If you were there at the Dreamcast launch, SoulCalibur will always have a special place amongst the fighting game big-hitters. Blending equal parts accessibility, technical depth and spectacular visual appeal, its weapon-based combat engine remains one of the all-time greats on any videogame console, and follow-up SoulCalibur II occupies equally-hallowed turf, particularly on Nintendo’s Gamecube.
By the time part III and IV arrived however, things had gone slightly amiss. Sure, the core gameplay remained as balanced and pure as ever, but this was a series fast running out of peripheral avenues to pursue. Gimmicky guest characters and altogether misguided RPG-style weapon advancement failed to make the cut, leading directly to the abortive SoulCalibur Legends – a spectacularly bad attempt at branching out into action-brawler territory.
SoulCalibur V, it turns out, is all too eager to make up for those mis-steps.
Delving into the technicalities, it would be wrong to expect any great change in the core facets of appeal that power this latest version. It plays as buttery-smooth as ever, it looks prettier than any other fighting game to be released to date, and it may well be the most balanced iteration since the original. There’s no cheap Yoda or painfully cheesey Spawn here, just the guest additions of assassin Ezio Auditore (a character that fits the series like a glove), and a redesigned version of Devil Jin from the Tekken series.
Speaking of the rest of the characters, Project Soul has taken the opportunity to shift out a few of the old guard in favour of their predictably-similar offspring. Set some fifteen years after the previous instalment, the main singleplayer storyline centres around the duelling fates of Sophitia’s children Patroklos and Pyrrha, whilst along the way you’ll pick up younger doppelgangers of Kilik, Xianghua and Taki amongst others. The werewolf-carrying Z.W.E.I and crystal ball-favouring Viola are standout newcomers, with both offering up sufficiently fresh fighting styles in comparison to the more storied protagonists.
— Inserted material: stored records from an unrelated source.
/// Bytes per progress stripe, spec §6 ("Progress stripe: 200 bytes per
/// STATUS packet (1600 bits)").
pub const STRIPE_BYTES: usize = 200;
pub const STRIPE_BITS: usize = STRIPE_BYTES * 8;

/// Bit-addressed OTA progress bitmap (spec §3/§4.G: `bitmap[seq/8] & (1 <<
/// (seq%8))`), paged into 200-byte stripes so a single STATUS packet can
/// carry progress for images larger than 1600 chunks.
#[derive(Clone, Debug)]
pub struct Bitmap {
    bits: Vec<u8>,
    total_chunks: usize,
}

impl Bitmap {
    pub fn zeros(total_chunks: usize) -> Self {
        Self {
            bits: vec![0u8; (total_chunks + 7) / 8],
            total_chunks,
        }
    }

    /// All bits set to 1, used by the initiator to seed its "does everyone
    /// already have this chunk" accumulator (spec §4.G: "set progress_bitmap
    /// = all-1").
    pub fn ones(total_chunks: usize) -> Self {
        Self {
            bits: vec![0xffu8; (total_chunks + 7) / 8],
            total_chunks,
        }
    }

    pub fn total_chunks(&self) -> usize {
        self.total_chunks
    }

    pub fn is_set(&self, seq: usize) -> bool {
        self.bits[seq / 8] & (1 << (seq % 8)) != 0
    }

    pub fn set(&mut self, seq: usize) {
        self.bits[seq / 8] |= 1 << (seq % 8);
    }

    pub fn clear(&mut self, seq: usize) {
        self.bits[seq / 8] &= !(1 << (seq % 8));
    }

    pub fn popcount(&self) -> usize {
        self.bits.iter().map(|b| b.count_ones() as usize).sum()
    }

    pub fn as_bytes(&self) -> &[u8] {
        &self.bits
    }

    pub fn from_bytes(bytes: &[u8], total_chunks: usize) -> Self {
        let mut bits = vec![0u8; (total_chunks + 7) / 8];
        let n = bits.len().min(bytes.len());
        bits[..n].copy_from_slice(&bytes[..n]);
        Self { bits, total_chunks }
    }

    /// Extracts the 200-byte window starting at `progress_index * 200`,
    /// zero-padded past the end of the real bitmap.
    pub fn stripe(&self, progress_index: usize) -> [u8; STRIPE_BYTES] {
        let mut out = [0u8; STRIPE_BYTES];
        let start = progress_index * STRIPE_BYTES;
        for (i, slot) in out.iter_mut().enumerate() {
            if let Some(b) = self.bits.get(start + i) {
                *slot = *b;
            }
        }
        out
    }

    /// AND-merges a received responder stripe into this accumulator at
    /// `progress_index` (spec §4.G: "AND-merge their progress_array into
    /// bitmap").
    pub fn and_merge_stripe(&mut self, stripe: &[u8; STRIPE_BYTES], progress_index: usize) {
        let start = progress_index * STRIPE_BYTES;
        for (i, byte) in stripe.iter().enumerate() {
            if let Some(b) = self.bits.get_mut(start + i) {
                *b &= *byte;
            }
        }
    }
}

#[cfg(test)]
mod tests {
    use super::*;

    #[test]
    fn set_and_popcount() {
        let mut bm = Bitmap::zeros(45);
        assert_eq!(bm.popcount(), 0);
        bm.set(0);
        bm.set(44);
        assert!(bm.is_set(0));
        assert!(bm.is_set(44));
        assert!(!bm.is_set(1));
        assert_eq!(bm.popcount(), 2);
    }

    #[test]
    fn and_merge_keeps_only_bits_everyone_has() {
        let mut acc = Bitmap::ones(16);
        let mut responder_a = Bitmap::zeros(16);
        responder_a.set(0);
        responder_a.set(1);
        let mut responder_b = Bitmap::zeros(16);
        responder_b.set(0);

        acc.and_merge_stripe(&responder_a.stripe(0), 0);
        acc.and_merge_stripe(&responder_b.stripe(0), 0);

        assert!(acc.is_set(0)); // both have chunk 0
        assert!(!acc.is_set(1)); // only A has chunk 1
        assert!(!acc.is_set(2)); // neither has it
    }

    #[test]
    fn stripe_round_trips_through_from_bytes() {
        let mut bm = Bitmap::zeros(45);
        bm.set(3);
        bm.set(27);
        let restored = Bitmap::from_bytes(bm.as_bytes(), 45);
        assert!(restored.is_set(3));
        assert!(restored.is_set(27));
        assert!(!restored.is_set(4));
    }
}
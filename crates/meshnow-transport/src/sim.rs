use std::sync::atomic::{AtomicU8, Ordering};
use std::sync::Arc;

use async_trait::async_trait;
use dashmap::{DashMap, DashSet};
use meshnow_wire::Mac;
use parking_lot::Mutex;
use tokio::sync::mpsc;

use crate::radio::{Country, RadioLink, RxMeta, SendOutcome};

pub type RxChannel = mpsc::UnboundedReceiver<(Mac, Vec<u8>, RxMeta)>;

/// A shared in-process "air" that several [`SimRadio`]s subscribe to. Not a
/// physical-layer simulation — it only exists to exercise the send/receive/
/// ACK/forward state machine end to end without real hardware (spec §4.C
/// re-architecture hint: "isolate behind a trait").
#[derive(Default)]
pub struct SimMedium {
    subscribers: DashMap<Mac, mpsc::UnboundedSender<(Mac, Vec<u8>, RxMeta)>>,
}

impl SimMedium {
    pub fn new() -> Arc<Self> {
        Arc::new(Self::default())
    }

    fn register(&self, mac: Mac) -> RxChannel {
        let (tx, rx) = mpsc::unbounded_channel();
        self.subscribers.insert(mac, tx);
        rx
    }

    fn deliver(&self, src: Mac, dest: Mac, broadcast: bool, bytes: Vec<u8>, rx: RxMeta) {
        if broadcast {
            for entry in self.subscribers.iter() {
                if *entry.key() != src {
                    let _ = entry.value().send((src, bytes.clone(), rx));
                }
            }
        } else if let Some(tx) = self.subscribers.get(&dest) {
            let _ = tx.send((src, bytes, rx));
        }
    }
}

/// Test/demo [`RadioLink`] backed by a [`SimMedium`]. Reports a fixed RSSI
/// for every delivered frame unless overridden, and supports an injectable
/// failure hook so tests can model a dropped first transmission (spec
/// scenario S2).
pub struct SimRadio {
    medium: Arc<SimMedium>,
    self_mac: Mac,
    channel: AtomicU8,
    country: Country,
    rssi: i8,
    peers: DashSet<Mac>,
    #[allow(clippy::type_complexity)]
    failure_hook: Mutex<Option<Box<dyn Fn(&[u8]) -> bool + Send + Sync>>>,
}

impl SimRadio {
    pub fn new(medium: Arc<SimMedium>, self_mac: Mac) -> (Arc<Self>, RxChannel) {
        let rx = medium.register(self_mac);
        let radio = Arc::new(Self {
            medium,
            self_mac,
            channel: AtomicU8::new(1),
            country: Country::default(),
            rssi: -40,
            peers: DashSet::new(),
            failure_hook: Mutex::new(None),
        });
        (radio, rx)
    }

    pub fn set_rssi(&mut self, rssi: i8) {
        self.rssi = rssi;
    }

    /// Installs a predicate invoked with the raw on-wire bytes before every
    /// send; returning `true` simulates a link-layer send failure.
    pub fn set_failure_hook(&self, hook: impl Fn(&[u8]) -> bool + Send + Sync + 'static) {
        *self.failure_hook.lock() = Some(Box::new(hook));
    }
}

#[async_trait]
impl RadioLink for SimRadio {
    async fn send_one(&self, dest: Mac, broadcast: bool, bytes: Vec<u8>) -> SendOutcome {
        let should_fail = self.failure_hook.lock().as_ref().map(|h| h(&bytes)).unwrap_or(false);
        if should_fail {
            return SendOutcome::Fail;
        }
        let rx_meta = RxMeta {
            channel: self.channel.load(Ordering::Relaxed),
            secondary_channel: 0,
            rssi: self.rssi,
        };
        self.medium.deliver(self.self_mac, dest, broadcast, bytes, rx_meta);
        SendOutcome::Ok
    }

    fn add_peer(&self, addr: Mac, _lmk: Option<[u8; 16]>) {
        self.peers.insert(addr);
    }

    fn remove_peer(&self, addr: Mac) {
        self.peers.remove(&addr);
    }

    fn set_channel(&self, primary: u8, _secondary: u8) {
        self.channel.store(primary, Ordering::Relaxed);
    }

    fn current_channel(&self) -> u8 {
        self.channel.load(Ordering::Relaxed)
    }

    fn country(&self) -> Country {
        self.country
    }
}
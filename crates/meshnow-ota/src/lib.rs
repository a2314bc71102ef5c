/* This Source Code Form is subject to the terms of the Mozilla Public
 * License, v. 2.0. If a copy of the MPL was not distributed with this
 * file, You can obtain one at https://mozilla.org/MPL/2.0/.
 */

//! Chunked OTA firmware distribution (spec §4.G): progress bitmap, wire
//! messages, partition read/write traits, resumable persisted state, and the
//! initiator/responder halves of the protocol.

pub mod bitmap;
pub mod chunk;
pub mod error;
pub mod initiator;
pub mod messages;
pub mod partition;
pub mod persisted;
pub mod responder;
pub mod service;

pub use bitmap::Bitmap;
pub use chunk::{chunk_len, packet_num, CHUNK_SIZE};
pub use error::OtaError;
pub use initiator::{OtaInitiator, OtaResult};
pub use messages::{DataMsg, StatusCode, StatusMsg};
pub use partition::{image_sha256, FakePartition, ImageReader, ImageWriter};
pub use persisted::{PersistedOtaState, NVS_KEY};
pub use responder::OtaResponder;
pub use service::OtaResponderService;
It’s a good lineup then, and there are subtle but significant improvements to the fighting system to compliment them. The new Critical Edge system is a decent analog to the Street Fighter series’ Ultra moves, with players able to spend a chunk of their special meter on a souped-up regular attack or waste an entire bar on a character-specific hail-mary of a special. You can stock up to two of these at any given time, and they can take a while to build, depending on your attack and defence preferences. Fights are locked to first-to-three for that very reason, making the third, fourth and fifth rounds a barrage of heavy-hitting combos and desperate comebacks.
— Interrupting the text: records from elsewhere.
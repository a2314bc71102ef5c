use std::path::PathBuf;
use std::sync::Arc;
use std::time::Duration;

use meshnow_crypto::ApplicationKey;
use meshnow_handshake::{BatchResult, HandshakeInitiator};
use meshnow_ota::{image_sha256, FakePartition, ImageReader, OtaInitiator, OtaResult};
use meshnow_transport::SimMedium;
use meshnow_wire::Mac;

use crate::context::NodeContext;

pub fn mac_for(index: u8) -> Mac {
    Mac::new([0xaa, 0xbb, 0xcc, 0xdd, 0xee, index])
}

/// Outcome of one end-to-end demo run: the handshake batch result, the OTA
/// batch result, and each responder's post-flash SHA for the caller to
/// check against the distributed image.
pub struct DemoReport {
    pub handshake: BatchResult,
    pub ota: OtaResult,
    pub responder_shas: Vec<(Mac, [u8; 16])>,
}

/// Runs a self-contained in-process mesh: one initiator and `responder_count`
/// responder nodes over a simulated radio, provisioning an application key
/// and then distributing a firmware image of `image_size` bytes end to end.
/// `base_dir` holds each node's file-backed `KeyValueStore`.
pub async fn run_demo(responder_count: usize, image_size: u32, base_dir: PathBuf) -> DemoReport {
    let medium = SimMedium::new();
    let pop = b"shared-proof-of-possession".to_vec();

    let initiator_ctx = NodeContext::spawn(&medium, mac_for(0), Vec::new(), &base_dir);

    let mut responder_ctxs = Vec::with_capacity(responder_count);
    for i in 0..responder_count {
        let ctx = NodeContext::spawn(&medium, mac_for(i as u8 + 1), vec![0u8; image_size as usize], &base_dir);
        ctx.install_responder_services(&pop);
        ctx.transport.add_peer(initiator_ctx.mac, None);
        initiator_ctx.transport.add_peer(ctx.mac, None);
        responder_ctxs.push(ctx);
    }

    let handshake_initiator = HandshakeInitiator::new(initiator_ctx.transport.clone(), pop.clone());
    let found = handshake_initiator.scan(Duration::from_millis(50)).await;
    tracing::info!(count = found.len(), "scan found responders");

    let app_key = ApplicationKey::generate();
    let handshake = handshake_initiator.provision(&found, &app_key).await;
    tracing::info!(
        successed = handshake.successed.len(),
        unfinished = handshake.unfinished.len(),
        "handshake batch complete"
    );

    initiator_ctx.transport.install_application_key(&app_key);
    initiator_ctx.transport.enable_secure_receive(true);

    let image: Vec<u8> = (0..image_size).map(|i| i as u8).collect();
    let sha256 = image_sha256(&image);
    let reader: Arc<dyn ImageReader> = Arc::new(FakePartition::new(image));

    let ota_initiator = OtaInitiator::new(initiator_ctx.transport.clone());
    let ota = ota_initiator.distribute(&handshake.successed, reader, image_size, sha256).await;
    tracing::info!(
        successed = ota.successed.len(),
        device_no_exist = ota.device_no_exist.len(),
        unfinished = ota.unfinished.len(),
        "ota batch complete"
    );

    let mut responder_shas = Vec::with_capacity(responder_ctxs.len());
    for ctx in &responder_ctxs {
        ctx.flash.promote_staged_to_running();
        responder_shas.push((ctx.mac, ctx.flash.running_sha256()));
    }

    DemoReport { handshake, ota, responder_shas }
}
As a result of that mechanic, guarding has also come under the spotlight. The Guard Impact system has been trimmed from a high-low system to a single input, with the catch that it eats away at your Critical Edge gauge for every successful block. On balance, that shifts the game a little more in favour of offensive action, but it’s also a lot easier for newcomers (or those of us that simply disliked the original system) to get to grips with reversing attacks. Ring-outs seem to have been reduced but are still attainable enough to be a tactic in and of themselves, whilst wall damage has been extended in some instances.
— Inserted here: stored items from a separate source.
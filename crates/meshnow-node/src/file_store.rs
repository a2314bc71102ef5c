use std::fs;
use std::path::PathBuf;

use meshnow_crypto::KeyValueStore;

/// File-backed `KeyValueStore`, the demo binary's stand-in for NVS (spec §9:
/// "model NVS as a small trait"). Grounded on `datadir.rs`'s one-file-per-key
/// layout under a base directory, created on open the same way `DataDir::open`
/// creates its home directory if missing.
pub struct FileStore {
    base_path: PathBuf,
}

impl FileStore {
    pub fn open(base_path: impl Into<PathBuf>) -> std::io::Result<Self> {
        let base_path = base_path.into();
        fs::create_dir_all(&base_path)?;
        Ok(Self { base_path })
    }

    fn path_for(&self, key: &str) -> PathBuf {
        self.base_path.join(key)
    }
}

impl KeyValueStore for FileStore {
    fn get(&self, key: &str) -> Option<Vec<u8>> {
        fs::read(self.path_for(key)).ok()
    }

    fn set(&self, key: &str, value: &[u8]) {
        let _ = fs::write(self.path_for(key), value);
    }

    fn erase(&self, key: &str) {
        let _ = fs::remove_file(self.path_for(key));
    }
}

#[cfg(test)]
mod tests {
    use super::*;

    fn scratch_dir(name: &str) -> PathBuf {
        std::env::temp_dir().join(format!("meshnow-filestore-test-{}-{}", std::process::id(), name))
    }

    #[test]
    fn set_get_erase_round_trip_on_disk() {
        let dir = scratch_dir("round-trip");
        let store = FileStore::open(&dir).unwrap();
        assert!(store.get("upugrad_config").is_none());
        store.set("upugrad_config", &[1, 2, 3]);
        assert_eq!(store.get("upugrad_config"), Some(vec![1, 2, 3]));
        store.erase("upugrad_config");
        assert!(store.get("upugrad_config").is_none());
        let _ = fs::remove_dir_all(&dir);
    }

    #[test]
    fn a_fresh_store_over_the_same_directory_sees_prior_writes() {
        let dir = scratch_dir("reopen");
        {
            let store = FileStore::open(&dir).unwrap();
            store.set("key", b"persisted");
        }
        let reopened = FileStore::open(&dir).unwrap();
        assert_eq!(reopened.get("key"), Some(b"persisted".to_vec()));
        let _ = fs::remove_dir_all(&dir);
    }
}
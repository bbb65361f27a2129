//! # dice-duel
//!
//! Core engine for a two-player dice duel: a fixed number of rounds, one
//! roll per player per round, higher face takes the round, most round
//! wins takes the game.
//!
//! ## Design Principles
//!
//! 1. **Reducer-style state**: all transitions flow through a pure, total
//!    `(State, Action) -> State` function. Snapshots are plain data;
//!    illegal combinations degrade to no-ops rather than corrupting state.
//!
//! 2. **Optional remote authority**: a scoring backend can own the game;
//!    its responses are authoritative, its failures trigger a transparent
//!    local fallback in the same call. The user never sees a failed game
//!    because the backend was down.
//!
//! 3. **Deterministic where it matters**: the roller is seedable and its
//!    position is part of the session snapshot, so a serialized session
//!    resumes with identical behavior.
//!
//! ## Modules
//!
//! - `core`: players, dice, configuration, state, results
//! - `engine`: actions, reducer, round resolution, aggregation, and the
//!   `GameStateMachine` facade
//! - `remote`: the `ScoreAuthority` seam, JSON wire shapes, HTTP client
//! - `error`: the `InvalidState` / `CollaboratorUnavailable` taxonomy

pub mod core;
pub mod engine;
pub mod error;
pub mod remote;

// Re-export commonly used types
pub use crate::core::{
    DiceRng, DiceRngState, DiceRoll, DiceValue, GameConfig, GameHistory, GameMode, GamePhase,
    GameResult, GameState, Player, PlayerId, PlayerPair,
};

pub use crate::engine::{
    aggregate, decide, reduce, GameAction, GameStateMachine, RoundOutcome, SessionSnapshot,
};

pub use crate::error::GameError;

pub use crate::remote::{
    HttpAuthority, PlayerStats, RemoteRoll, RemoteSession, ScoreAuthority,
};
They might be subtle alterations in favour of new players for the most part, but if any of my forays into the online arenas are anything to go by, the new systems are hardly a nerf for series veterans. Each contributes to a subtle rebalancing of the way SoulCalibur plays, but all the tweaked and brand-new mechanics simply end up as different avenues of expertise to explore rather than exploit. Going up against a schooled Siegfried player without understanding the principles of the new Guard Impact will see you annihilated, whilst failing to understand how to use the arena to keep Tira at arms length is suicide. Experience and skill wins, button-mashing only takes you so far.
Thankfully, there are more than enough modes in V to get your practice on. The storyline may only take a couple of hours to complete but it’s enjoyable enough, and it also unlocks ‘Legendary Souls’ – an absolutely brutal series of tests against the whims of a sadistic AI. Traditional practice, versus and online lobbies fill out the remaining slots, whilst ‘Quick Battle’ mode offers up a series of ranked fighters pulled from the fantastical character creation system.
In reality, those customised and sculpted player-created characters are the beating heart of the majority of SoulCalibur V’s long-term appeal, and it’s a good job that Project Soul has expanded their editor into something that can go toe-to-toe against the best in the business. Customisations range from the size of individual body parts right down to the placement of stickers or the colour of the tiniest piece of equipment. Encountering player-created monstrosities is never less than a joy for those very reasons; some look ridiculous, some look fantastic, some are just plain sick, all are entertaining.
Without truly expanding the series or the genre in any specific direction then, Project Soul has nevertheless reigned SoulCalibur back into something like a true sequel to the second game. The additional mechanics are well-judged and beautifully balanced, the roster is finally rid of ill-fitting guest stars, and the online and singleplayer content is solid if uninventive. It’s a foundation that the series needed to move forwards, and whilst it might not be a fit for those of you demanding something entirely fresh, it is – for me – the best version of a fighting game that’s the best in the business at balancing skill and approachability.